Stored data

• • • •

//! Product hydration
//!
//! Turns eligible ids into [`WarrantyProduct`]s: one bulk storefront fetch,
//! then concurrent per-id lookups for anything the bulk fetch left out
//! (typically products hidden from the storefront).

use crate::config::ResolverConfig;
use crate::deadline::guarded;
use crate::error::{HydrationError, ResolveError, Stage};
use crate::format::format_product;
use crate::source::{CatalogSource, LookupKind, StorefrontContext};
use crate::types::{ProductId, ProductRecord, WarrantyProduct};
use futures::stream::{self, StreamExt};
use std::collections::{HashMap, HashSet};
use std::time::Duration;

/// Result of a hydration pass
#[derive(Debug, Clone, Default, PartialEq)]
pub struct Hydrated {
    /// Normalized products: bulk order first, then recovered ids in request order
    pub products: Vec<WarrantyProduct>,
    /// Ids neither source could produce, or whose record failed to normalize
    pub unavailable: Vec<ProductId>,
}

/// Product hydrator bound to a catalog source
pub struct Hydrator<'a> {
    source: &'a dyn CatalogSource,
    timeout: Option<Duration>,
    concurrency: usize,
}

impl<'a> Hydrator<'a> {
    /// Create hydrator
    #[must_use]
    pub fn new(source: &'a dyn CatalogSource, config: &ResolverConfig) -> Self {
        Self {
            source,
            timeout: config.fetch_timeout(),
            concurrency: config.fallback_concurrency.max(1),
        }
    }

    /// Hydrate `ids`
    ///
    /// Ids missing from both sources, and records that fail to normalize, are
    /// logged and reported in [`Hydrated::unavailable`]. Only when nothing at all was hydrated does
    /// that become [`HydrationError::ProductUnavailable`].
    pub async fn hydrate(
        &self,
        ctx: &StorefrontContext,
        ids: &[ProductId],
    ) -> Result<Hydrated, ResolveError> {
        let mut records = guarded(
            Stage::ProductHydration,
            self.timeout,
            self.source.fetch_products_by_ids(ctx, ids),
        )
        .await?;

        let present: HashSet<ProductId> = records.iter().map(|r| r.entity_id).collect();
        let missing: Vec<ProductId> = ids
            .iter()
            .copied()
            .filter(|id| !present.contains(id))
            .collect();

        let mut unavailable = Vec::new();
        if !missing.is_empty() {
            tracing::debug!(
                "Bulk product fetch missing {} of {} products; looking up individually",
                missing.len(),
                ids.len()
            );
            let (recovered, failed) = self.recover(ctx, &missing).await;
            records.extend(recovered);
            unavailable = failed;
        }

        for id in &unavailable {
            tracing::error!("system error: unable to load product data for {}", id);
        }

        let mut products = Vec::with_capacity(records.len());
        for record in &records {
            match format_product(record) {
                Ok(product) => products.push(product),
                Err(e) => {
                    tracing::error!("Dropping product {}: {}", record.entity_id, e);
                    unavailable.push(record.entity_id);
                }
            }
        }

        if products.is_empty() && !unavailable.is_empty() {
            return Err(HydrationError::ProductUnavailable(unavailable).into());
        }

        Ok(Hydrated {
            products,
            unavailable,
        })
    }

    /// Look up missing ids one by one; results come back in `missing` order
    ///
    /// A failed lookup counts the id as unavailable.
    async fn recover(
        &self,
        ctx: &StorefrontContext,
        missing: &[ProductId],
    ) -> (Vec<ProductRecord>, Vec<ProductId>) {
        let customer_id = ctx.customer_id;
        let mut found: HashMap<ProductId, ProductRecord> = stream::iter(missing.iter().copied())
            .map(|id| async move {
                let lookup = guarded(
                    Stage::ProductLookup,
                    self.timeout,
                    self.source.fetch_product_by_id(id, LookupKind::Id, customer_id),
                )
                .await;
                match lookup {
                    Ok(product) => product.map(|p| (id, ProductRecord::from(p))),
                    Err(e) => {
                        tracing::warn!("Lookup for product {} failed: {}", id, e);
                        None
                    }
                }
            })
            .buffer_unordered(self.concurrency)
            .filter_map(std::future::ready)
            .collect()
            .await;

        let mut recovered = Vec::with_capacity(found.len());
        let mut failed = Vec::new();
        for id in missing {
            match found.remove(id) {
                Some(record) => recovered.push(record),
                None => failed.push(*id),
            }
        }
        (recovered, failed)
    }
}

impl std::fmt::Debug for Hydrator<'_> {
    fn fmt(&self, f: &mut std::fmt::Formatter<'_>) -> std::fmt::Result {
        f.debug_struct("Hydrator")
            .field("timeout", &self.timeout)
            .field("concurrency", &self.concurrency)
            .finish_non_exhaustive()
    }
}

#[cfg(test)]
mod tests {
    use super::*;
    use crate::source::StaticCatalog;
    use crate::types::{ApiProduct, Prices};

    fn ids(raw: &[u64]) -> Vec<ProductId> {
        raw.iter().copied().map(ProductId).collect()
    }

    fn catalog_with(visible: &[u64], hidden: &[u64]) -> StaticCatalog {
        let mut catalog = StaticCatalog::new();
        for &id in visible {
            catalog
                .products
                .push(ProductRecord::new(ProductId(id), format!("SKU-{id}")));
        }
        for &id in hidden {
            catalog
                .hidden_products
                .push(ApiProduct::new(ProductId(id), format!("SKU-{id}")));
        }
        catalog
    }

    #[tokio::test]
    async fn bulk_fetch_covers_everything() {
        let catalog = catalog_with(&[1, 2], &[]);
        let config = ResolverConfig::default();
        let hydrated = Hydrator::new(&catalog, &config)
            .hydrate(&StorefrontContext::default(), &ids(&[1, 2]))
            .await
            .unwrap();

        let got: Vec<_> = hydrated.products.iter().map(|p| p.id).collect();
        assert_eq!(got, ids(&[1, 2]));
        assert!(hydrated.unavailable.is_empty());
    }

    #[tokio::test]
    async fn recovers_hidden_products_in_request_order() {
        let catalog = catalog_with(&[2], &[3, 1]);
        let config = ResolverConfig::default().with_fallback_concurrency(1);
        let hydrated = Hydrator::new(&catalog, &config)
            .hydrate(&StorefrontContext::default(), &ids(&[1, 2, 3]))
            .await
            .unwrap();

        let got: Vec<_> = hydrated.products.iter().map(|p| p.id).collect();
        assert_eq!(got, ids(&[2, 1, 3]));
    }

    #[tokio::test]
    async fn partial_failure_keeps_what_was_hydrated() {
        let catalog = catalog_with(&[1, 2], &[]);
        let config = ResolverConfig::default();
        let hydrated = Hydrator::new(&catalog, &config)
            .hydrate(&StorefrontContext::default(), &ids(&[1, 2, 3]))
            .await
            .unwrap();

        assert_eq!(hydrated.products.len(), 2);
        assert_eq!(hydrated.unavailable, ids(&[3]));
    }

    #[tokio::test]
    async fn malformed_record_is_unavailable() {
        let mut catalog = catalog_with(&[1, 3], &[]);
        catalog.products.push({
            let mut bad = ProductRecord::new(ProductId(2), "SKU-2");
            bad.prices = Some(Prices::flat(-1.0));
            bad
        });
        let config = ResolverConfig::default();
        let hydrated = Hydrator::new(&catalog, &config)
            .hydrate(&StorefrontContext::default(), &ids(&[1, 2, 3]))
            .await
            .unwrap();

        let got: Vec<_> = hydrated.products.iter().map(|p| p.id).collect();
        assert_eq!(got, ids(&[1, 3]));
        assert_eq!(hydrated.unavailable, ids(&[2]));
    }

    #[tokio::test]
    async fn total_failure_is_an_error() {
        let catalog = catalog_with(&[], &[]);
        let config = ResolverConfig::default();
        let err = Hydrator::new(&catalog, &config)
            .hydrate(&StorefrontContext::default(), &ids(&[4, 5]))
            .await
            .unwrap_err();

        assert!(matches!(
            err,
            ResolveError::Hydration(HydrationError::ProductUnavailable(ref missing)) if *missing == ids(&[4, 5])
        ));
    }
}
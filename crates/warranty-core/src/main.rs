use anyhow::{bail, Context};
use clap::{value_parser, Arg, ArgAction, ArgGroup, ArgMatches, Command};
use std::path::PathBuf;
use std::sync::Arc;
use warranty_core::card::{compatibility_label, CardRole};
use warranty_core::page::PageView;
use warranty_core::pricing::card_pricing;
use warranty_core::{
    format, CatalogSource, CategoryId, CustomerId, FormState, LookupKind, ProductId,
    ProductRecord, ResolutionContext, ResolverConfig, StaticCatalog, UpgradeResolver,
};

fn cli() -> Command {
    Command::new("warranty-resolve")
        .version(warranty_core::VERSION)
        .about("Resolve warranty replacement and upgrade options against a catalog snapshot")
        .subcommand_required(true)
        .arg_required_else_help(true)
        .subcommand(
            Command::new("resolve")
                .about("Resolve upgrade options for a claimed product")
                .arg(
                    Arg::new("catalog")
                        .long("catalog")
                        .required(true)
                        .value_parser(value_parser!(PathBuf))
                        .help("Catalog snapshot (JSON)"),
                )
                .arg(
                    Arg::new("product")
                        .long("product")
                        .value_parser(value_parser!(u64))
                        .help("Claimed product id"),
                )
                .arg(
                    Arg::new("sku")
                        .long("sku")
                        .help("Claimed product SKU"),
                )
                .group(
                    ArgGroup::new("claimed")
                        .args(["product", "sku"])
                        .required(true),
                )
                .arg(
                    Arg::new("categories")
                        .long("categories")
                        .value_delimiter(',')
                        .value_parser(value_parser!(u64))
                        .help("Category ids; defaults to the product's own categories"),
                )
                .arg(
                    Arg::new("devices")
                        .long("devices")
                        .value_delimiter(',')
                        .help("Device tags overriding the tree entry of the product"),
                )
                .arg(
                    Arg::new("customer")
                        .long("customer")
                        .value_parser(value_parser!(u64))
                        .help("Signed-in customer id"),
                )
                .arg(
                    Arg::new("config")
                        .long("config")
                        .value_parser(value_parser!(PathBuf))
                        .help("Resolver configuration (TOML)"),
                )
                .arg(
                    Arg::new("json")
                        .long("json")
                        .action(ArgAction::SetTrue)
                        .help("Output as JSON"),
                ),
        )
        .subcommand(
            Command::new("validate")
                .about("Check a catalog snapshot's replacement tree")
                .arg(
                    Arg::new("catalog")
                        .long("catalog")
                        .required(true)
                        .value_parser(value_parser!(PathBuf))
                        .help("Catalog snapshot (JSON)"),
                ),
        )
}

fn load_catalog(args: &ArgMatches) -> anyhow::Result<StaticCatalog> {
    let path = args
        .get_one::<PathBuf>("catalog")
        .context("--catalog is required")?;
    let raw = std::fs::read_to_string(path)
        .with_context(|| format!("reading catalog {}", path.display()))?;
    StaticCatalog::from_json(&raw).with_context(|| format!("parsing catalog {}", path.display()))
}

async fn resolve(args: &ArgMatches) -> anyhow::Result<()> {
    let catalog = load_catalog(args)?;
    let config = match args.get_one::<PathBuf>("config") {
        Some(path) => ResolverConfig::from_path(path)?,
        None => ResolverConfig::new(),
    };
    let customer_id = args.get_one::<u64>("customer").copied().map(CustomerId);
    let (requested, kind) = match args.get_one::<String>("sku") {
        Some(sku) => (ProductId(0), LookupKind::Sku(sku.clone())),
        None => (
            ProductId(*args.get_one::<u64>("product").context("--product or --sku is required")?),
            LookupKind::Id,
        ),
    };

    let record = catalog
        .fetch_product_by_id(requested, kind.clone(), customer_id)
        .await?
        .map(ProductRecord::from);
    let product_id = match (&record, &kind) {
        (Some(record), _) => record.entity_id,
        (None, LookupKind::Id) => requested,
        (None, LookupKind::Sku(sku)) => bail!("no product with SKU {sku}"),
    };
    let mut form = match record {
        Some(record) => FormState::for_product(format::format_product(&record)?),
        None => FormState::default(),
    };
    if let Some(devices) = args.get_many::<String>("devices") {
        form.selected_device_tags = Some(devices.cloned().collect());
    }

    let mut ctx = ResolutionContext::from_form_state(&form, customer_id);
    ctx.original_product_id = Some(product_id);
    if let Some(categories) = args.get_many::<u64>("categories") {
        ctx.category_ids = Some(categories.copied().map(CategoryId).collect());
    }

    let resolver = UpgradeResolver::new(Arc::new(catalog), config);
    let resolution = resolver.resolve(&ctx).await?;

    if args.get_flag("json") {
        println!("{}", serde_json::to_string_pretty(&resolution)?);
        return Ok(());
    }

    let no_results = resolution.no_results;
    form.apply(resolution.into_delta());
    let view = PageView::build(&form, no_results);
    if let Some(heading) = view.heading {
        println!("{}", heading.title());
    }
    if no_results {
        println!("No upgrade options for product {}", product_id);
        return Ok(());
    }

    let symbol = &resolver.config().currency_symbol;
    println!("Upgrade options for product {}:", product_id);
    for product in form.upgrade_options.iter().flatten() {
        let pricing = card_pricing(
            product,
            CardRole::Replacement,
            &form,
            resolver.config().upgrade_fee,
        );
        println!(
            "  {:>8}  {:<20} {:<32} {:>10}{}{}",
            product.id,
            product.sku,
            product.name,
            pricing.label(symbol),
            if product.most_popular { "  [most popular]" } else { "" },
            compatibility_label(product, false)
                .map(|c| format!("  ({})", c))
                .unwrap_or_default(),
        );
    }
    Ok(())
}

fn validate(args: &ArgMatches) -> anyhow::Result<()> {
    let catalog = load_catalog(args)?;
    let Some(tree) = &catalog.tree else {
        bail!("catalog has no replacement tree");
    };
    tree.validate()?;

    println!("Replacement tree OK");
    println!("  Top-level categories: {}", tree.tree.len());
    println!("  Candidate entries: {}", tree.products.len());
    println!("  Warranty field records: {}", catalog.warranty_fields.len());
    println!(
        "  Products: {} visible, {} hidden",
        catalog.products.len(),
        catalog.hidden_products.len()
    );
    Ok(())
}

#[tokio::main]
async fn main() -> anyhow::Result<()> {
    tracing_subscriber::fmt()
        .with_env_filter(
            tracing_subscriber::EnvFilter::try_from_default_env()
                .unwrap_or_else(|_| tracing_subscriber::EnvFilter::new("warn")),
        )
        .with_writer(std::io::stderr)
        .init();

    let matches = cli().get_matches();
    match matches.subcommand() {
        Some(("resolve", args)) => resolve(args).await,
        Some(("validate", args)) => validate(args),
        Some((other, _)) => bail!("unknown subcommand {other}"),
        None => bail!("no subcommand given"),
    }
}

• • • •

● EXERCISE DETAILS:
Only one stretch is wanted, so please give again exactly the lines from the start of the data through the line containing "a hydration pass", both ends included.

● TASK OUTPUT:
//! Product hydration
//!
//! Turns eligible ids into [`WarrantyProduct`]s: one bulk storefront fetch,
//! then concurrent per-id lookups for anything the bulk fetch left out
//! (typically products hidden from the storefront).

use crate::config::ResolverConfig;
use crate::deadline::guarded;
use crate::error::{HydrationError, ResolveError, Stage};
use crate::format::format_product;
use crate::source::{CatalogSource, LookupKind, StorefrontContext};
use crate::types::{ProductId, ProductRecord, WarrantyProduct};
use futures::stream::{self, StreamExt};
use std::collections::{HashMap, HashSet};
use std::time::Duration;

/// Result of a hydration pass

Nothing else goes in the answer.